Diagnosis of variant asthma, how to treat variant asthma

Updated on healthy 2024-03-02
4 answers
  1. Anonymous users2024-02-06

    Diagnosis of variant asthma: When encountering patients who only complain of long-term cough (more than 2 weeks), the possibility of asthma should be considered, and the diagnosis can be confirmed on the basis of excluding medical history, careful physical examination, and summarizing clinical features, combined with the following methods:

    1. If the patient's FEVL or PEFR measured at the time of visit is less than 70% of the normal value, he can be inhaled bronchodilator, and then the above indicators can be retested, such as the improvement rate of FEVL and PEFR is 15%, and the disease can be diagnosed.

    2. If the patient's FEV1 and PEFR are 70% normal predicted at the time of presentation, bronchial provocation test can be performed cautiously.

    3. Measuring the diurnal change of PEFR within 24 hours for 3 consecutive days is a simple and effective screening method for diagnosing this type of bronchial asthma, and if the PEFR mutation rate is 20%, the disease can be diagnosed. Although measurement of lung function markers is an effective means of early detection of this type of asthma, some studies have found that the frequency of coughing day and night does not correlate with the degree of lung impairment.

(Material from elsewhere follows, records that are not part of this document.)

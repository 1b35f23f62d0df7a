//! Line protocol spoken over the serial link.
//!
//! The host sends one command per line. A line is one of:
//!
//! - `HOME`
//! - `SET_SPEED <steps per second>`
//! - `RESET_THETA`
//! - a batch of waypoints, each written `theta,rho;`, for example
//!   `0.000,0.000;1.571,0.500;`
//!
//! Matching is exact: keywords are case sensitive and no surrounding
//! whitespace is accepted. The firmware answers each line with one or more
//! [Reply] lines. Lines are assembled with a [LineBuffer].

mod batch;
mod command;
mod line;
mod parse_numbers;
mod reply;

pub use batch::{parse_batch, Batch};
pub use command::{Command, Error};
pub use line::{LineBuffer, Overflow};
pub use parse_numbers::parse_decimal;
pub use reply::Reply;
#![no_std]
#![no_main]

mod devices;
mod machine;

use machine::Machine;
use panic_halt as _;

#[arduino_hal::entry]
fn main() -> ! {
    let mut machine = Machine::new();
    machine.start();
    loop {
        machine.next_command();
    }
}
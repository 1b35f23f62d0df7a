use crate::Direction;

/// Stepper motor.
///
/// This kind of stepper never fails to take a step (at least in principle).
/// For a stepper that keeps track of where it is, see
/// [crate::PositionedStepper].
pub trait Stepper {
    /// Takes a single step in the supplied direction.
    ///
    /// # Parameters
    ///
    /// - `direction`: Direction in which to take the step.
    fn step(&mut self, direction: Direction);
}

    4. Test**For suspicious patients, bronchodilators, including 2-receptor stimulants, theophylline, if the cough is significantly reduced or disappeared, the diagnosis of bronchial asthma can be supported; If the effect is not significant, prednisone can be switched, most cough asthma symptoms can be significantly relieved within 1 week, and a few patients need **2 weeks to see the effect.

    5. Exclude other diseases that can cause chronic cough.

  2. Anonymous users2024-02-05

    The ** of variant asthma is mainly the use of bronchodilators to dilate the spasmodic trachea, nebulized inhaled glucocorticoids for local non-characteristic anti-inflammatory, reduce congestion and edema in the trachea, and if necessary, intravenous glucocorticoids are required, and leukotriene antibody antagonists delay the damage of lung function. If asthma is caused by a bacterial infection of the respiratory tract, it is also necessary to take effective anti-infection in a timely manner**.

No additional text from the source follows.